Necesidad de la penitencia interna y externa

Juan XXIII


Ante todo es necesaria la penitencia interior, es decir, el arrepentimiento y la purificación de los propios pecados, que se obtiene especialmente con una buena confesión y comunión y con la asistencia al sacrificio eucarístico. A este género de penitencia deberán ser invitados todos los fieles durante la novena al Espíritu Santo. Serian vanas, en efecto, las obras exteriores de penitencia si no estuviesen acompañadas por la limpieza interior del alma y por el sincero arrepentimiento de los propios pecados. En este sentido debe entenderse la severa advertencia de Jesús: “Si no hacéis penitencia, todos por igual pereceréis” (Lc 13, 5). ¡Que Dios aleje este peligro de todos aquellos que nos fueron confiados!
Los fieles deben, además, ser invitados también a la penitencia exterior, ya para sujetar el cuerpo al imperio de la recta razón y de la fe, ya para expiar las propias culpas y la de los demás. El mismo San Pablo, que había subido al tercer cielo y había alcanzado los vértices de la santidad, no duda en afirmar de sí mismo: “Mortifico mi cuerpo y lo tengo en esclavitud” (1Co 9, 27); y en otro lugar advierte: “Aquellos que pertenecen a Cristo han crucificado la carne con sus deseos” (Ga 5, 24). Y San Agustín insiste sobre las mismas recomendaciones de esta manera: “No basta mejorar la propia conducta y dejar de practicar el mal, si no se da también satisfacción a Dios de las culpas cometidas por medio del dolor de la penitencia, de los gemidos de la humildad, del sacrificio del corazón contrito, unido a la limosna” [9].

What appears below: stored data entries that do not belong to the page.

//! Descriptor rendering.
//!
//! A descriptor is one xmake-readable file holding a single Lua table with
//! one block, keyed by the build context:
//!
//! ```text
//! {
//!   Linux_x86_64_Release =
//!   {
//!     includedirs    = {"/p/zlib/include"},
//!     links          = {"z"},
//!     ...
//!   }
//! }
//! ```
//!
//! The root descriptor carries the project's own aggregate plus
//! `__dep_names`, the ordered names of every other dependency.

use crate::core::context::BuildContext;
use crate::core::cpp_info::CppInfo;
use crate::generator::format::{format_list, ListStyle, ValueKind};

/// Default file stem of every descriptor.
pub const DEFAULT_FILE_STEM: &str = "conanbuildinfo";

/// Default file extension of every descriptor.
pub const DEFAULT_EXTENSION: &str = "xmake.lua";

/// How descriptor files are named.
#[derive(Debug, Clone, PartialEq, Eq)]
pub struct ArtifactNaming {
    /// Common file stem
    pub file_stem: String,
    /// Extension, without the leading dot
    pub extension: String,
}

impl Default for ArtifactNaming {
    fn default() -> Self {
        ArtifactNaming {
            file_stem: DEFAULT_FILE_STEM.to_string(),
            extension: DEFAULT_EXTENSION.to_string(),
        }
    }
}

impl ArtifactNaming {
    /// File name of the root descriptor.
    pub fn root_file_name(&self) -> String {
        format!("{}.{}", self.file_stem, self.extension)
    }

    /// File name of a dependency's descriptor.
    ///
    /// Separator and drive characters in the name are percent-encoded so the
    /// file always lands directly in the output directory. `%` is encoded
    /// too, so distinct names never share a file.
    pub fn dependency_file_name(&self, name: &str) -> String {
        let mut encoded = String::with_capacity(name.len());
        for c in name.chars() {
            match c {
                '/' => encoded.push_str("%2F"),
                '\\' => encoded.push_str("%5C"),
                ':' => encoded.push_str("%3A"),
                '%' => encoded.push_str("%25"),
                c => encoded.push(c),
            }
        }
        format!("{}_{}.{}", self.file_stem, encoded, self.extension)
    }
}

/// One rendered descriptor file.
#[derive(Debug, Clone, PartialEq, Eq)]
pub struct Descriptor {
    /// Dependency the descriptor belongs to, `None` for the root
    pub dependency: Option<String>,
    /// File name inside the output directory
    pub file_name: String,
    /// Full file content
    pub content: String,
}

impl Descriptor {
    /// Render the descriptor of one dependency.
    pub fn for_dependency(
        naming: &ArtifactNaming,
        ctx: &BuildContext,
        name: &str,
        info: &CppInfo,
    ) -> Self {
        Descriptor {
            dependency: Some(name.to_string()),
            file_name: naming.dependency_file_name(name),
            content: render_block(ctx, info, None),
        }
    }

    /// Render the root descriptor.
    pub fn for_root<S: AsRef<str>>(
        naming: &ArtifactNaming,
        ctx: &BuildContext,
        info: &CppInfo,
        dep_names: &[S],
    ) -> Self {
        let dep_names: Vec<&str> = dep_names.iter().map(|n| n.as_ref()).collect();
        Descriptor {
            dependency: None,
            file_name: naming.root_file_name(),
            content: render_block(ctx, info, Some(dep_names.as_slice())),
        }
    }

    /// Check if this is the root descriptor.
    pub fn is_root(&self) -> bool {
        self.dependency.is_none()
    }
}

/// Render a full descriptor: the outer table with one keyed block.
///
/// With `dep_names` set, the block ends with a `__dep_names` field.
pub fn render_block(ctx: &BuildContext, info: &CppInfo, dep_names: Option<&[&str]>) -> String {
    fn paths(values: &[String]) -> String {
        format_list(values, ValueKind::Path, ListStyle::Multiline)
    }
    fn names(values: &[String]) -> String {
        format_list(values, ValueKind::LibraryName, ListStyle::Inline)
    }
    fn flags(values: &[String]) -> String {
        format_list(values, ValueKind::Flag, ListStyle::Inline)
    }

    let mut fields: Vec<(&str, String)> = vec![
        ("includedirs", paths(&info.includedirs)),
        ("linkdirs", paths(&info.libdirs)),
        ("links", names(&info.libs)),
        ("frameworkdirs", paths(&info.frameworkdirs)),
        ("frameworks", names(&info.frameworks)),
        ("syslinks", names(&info.system_libs)),
        (
            "defines",
            format_list(&info.defines, ValueKind::Define, ListStyle::Inline),
        ),
        ("cxxflags", flags(&info.cxxflags)),
        ("cflags", flags(&info.cflags)),
        ("shflags", flags(&info.sharedlinkflags)),
        ("ldflags", flags(&info.exelinkflags)),
        ("__bindirs", paths(&info.bindirs)),
        ("__resdirs", paths(&info.resdirs)),
        ("__srcdirs", paths(&info.srcdirs)),
    ];
    if let Some(dep_names) = dep_names {
        fields.push((
            "__dep_names",
            format_list(dep_names, ValueKind::LibraryName, ListStyle::Inline),
        ));
    }

    let mut out = String::from("{\n");
    out.push_str(&format!("  {} = \n  {{\n", ctx.key()));
    let body: Vec<String> = fields
        .iter()
        .map(|(key, value)| format!("    {:<14} = {{{}}}", key, value))
        .collect();
    out.push_str(&body.join(",\n"));
    out.push_str("\n  }\n}");
    out
}
//! Resolved dependency graph and its walk order.
//!
//! The graph is produced by the package resolver and handed over fully
//! resolved. It keeps the three requirement categories as explicit ordered
//! lists: the walk visits host, then test, then build, and the first
//! dependency it yields becomes the root package.

use std::collections::HashSet;

use serde::{Deserialize, Serialize};

use crate::core::cpp_info::CppInfo;
use crate::core::dependency::{DependencyRef, RequireCategory};

/// One package of the graph with its raw component metadata.
///
/// The requirement category is not stored here; it is given by the list of
/// the graph the node sits in.
#[derive(Debug, Clone, PartialEq, Eq, Serialize, Deserialize)]
pub struct DependencyNode {
    /// Package name, unique per graph
    pub name: String,

    /// Components in declaration order
    #[serde(default)]
    pub components: Vec<CppInfo>,
}

impl DependencyNode {
    /// Create a node with no components.
    pub fn new(name: impl Into<String>) -> Self {
        DependencyNode {
            name: name.into(),
            components: Vec::new(),
        }
    }

    /// Add a component.
    pub fn with_component(mut self, component: CppInfo) -> Self {
        self.components.push(component);
        self
    }

    /// Aggregate all components into one record.
    pub fn aggregate(&self) -> CppInfo {
        CppInfo::aggregate(&self.components)
    }
}

/// A fully resolved dependency graph, partitioned by requirement category.
#[derive(Debug, Clone, Default, PartialEq, Eq, Serialize, Deserialize)]
#[serde(default)]
pub struct DependencyGraph {
    /// Regular requirements
    pub host: Vec<DependencyNode>,

    /// Test-only requirements
    pub test: Vec<DependencyNode>,

    /// Build-only requirements
    pub build: Vec<DependencyNode>,
}

/// A dependency as yielded by the walk: reference plus aggregate.
#[derive(Debug, Clone, PartialEq, Eq)]
pub struct WalkedDependency {
    pub reference: DependencyRef,
    pub info: CppInfo,
}

impl WalkedDependency {
    /// Package name.
    pub fn name(&self) -> &str {
        self.reference.name()
    }
}

impl DependencyGraph {
    /// Create an empty graph.
    pub fn new() -> Self {
        DependencyGraph::default()
    }

    /// Append a node to a category.
    pub fn push(&mut self, category: RequireCategory, node: DependencyNode) {
        self.nodes_mut(category).push(node);
    }

    /// Append a host requirement.
    pub fn with_host(mut self, node: DependencyNode) -> Self {
        self.push(RequireCategory::Host, node);
        self
    }

    /// Append a test requirement.
    pub fn with_test(mut self, node: DependencyNode) -> Self {
        self.push(RequireCategory::Test, node);
        self
    }

    /// Append a build requirement.
    pub fn with_build(mut self, node: DependencyNode) -> Self {
        self.push(RequireCategory::Build, node);
        self
    }

    /// Nodes declared under a category, in graph order.
    pub fn nodes(&self, category: RequireCategory) -> &[DependencyNode] {
        match category {
            RequireCategory::Host => &self.host,
            RequireCategory::Test => &self.test,
            RequireCategory::Build => &self.build,
        }
    }

    fn nodes_mut(&mut self, category: RequireCategory) -> &mut Vec<DependencyNode> {
        match category {
            RequireCategory::Host => &mut self.host,
            RequireCategory::Test => &mut self.test,
            RequireCategory::Build => &mut self.build,
        }
    }

    /// Total number of nodes across all categories.
    pub fn len(&self) -> usize {
        self.host.len() + self.test.len() + self.build.len()
    }

    /// Check if the graph has no dependencies at all.
    pub fn is_empty(&self) -> bool {
        self.len() == 0
    }

    /// Iterate all nodes in walk order (host, test, build) with their
    /// category.
    pub fn iter(&self) -> impl Iterator<Item = (RequireCategory, &DependencyNode)> {
        RequireCategory::ALL.into_iter().flat_map(move |category| {
            self.nodes(category).iter().map(move |node| (category, node))
        })
    }

    /// Walk the graph and aggregate every dependency.
    ///
    /// Order is host, test, build, each in graph order. A name seen in an
    /// earlier category is not visited again. An empty graph yields an empty
    /// list; the export still emits an empty root.
    pub fn walk(&self) -> Vec<WalkedDependency> {
        if self.is_empty() {
            tracing::warn!("dependency graph is empty, exporting an empty root");
            return Vec::new();
        }

        let mut seen = HashSet::new();
        let mut walked = Vec::with_capacity(self.len());

        for (category, node) in self.iter() {
            let reference = DependencyRef::new(node.name.as_str(), category);
            if !seen.insert(node.name.as_str()) {
                tracing::debug!(
                    "skipping {}: already visited under an earlier category",
                    reference
                );
                continue;
            }

            walked.push(WalkedDependency {
                info: node.aggregate(),
                reference,
            });
        }

        walked
    }
}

La primera penitencia exterior que todos debemos hacer es la de aceptar de Dios con resignación y confianza todos los dolores y los sufrimientos que nos salen al paso en la vida y todo aquello que comporta fatiga y molestia en el cumplimiento exacto de las obligaciones de nuestro estado, en nuestro trabajo cotidiano y en el ejercicio de las virtudes cristianas. Esta penitencia necesaria no sólo vale para purificarnos, para hacernos propicios al Señor y para impetrar su ayuda por el feliz y fructuoso éxito del próximo Concilio Ecuménico, sino que también hace ligeras y casi suaves nuestras penas por cuanto nos pone ante los ojos la esperanza del premio eterno: “Los sufrimientos del tiempo presente no tienen comparación alguna con la gloria que se manifestará un día en nosotros” (Rm 8, 18).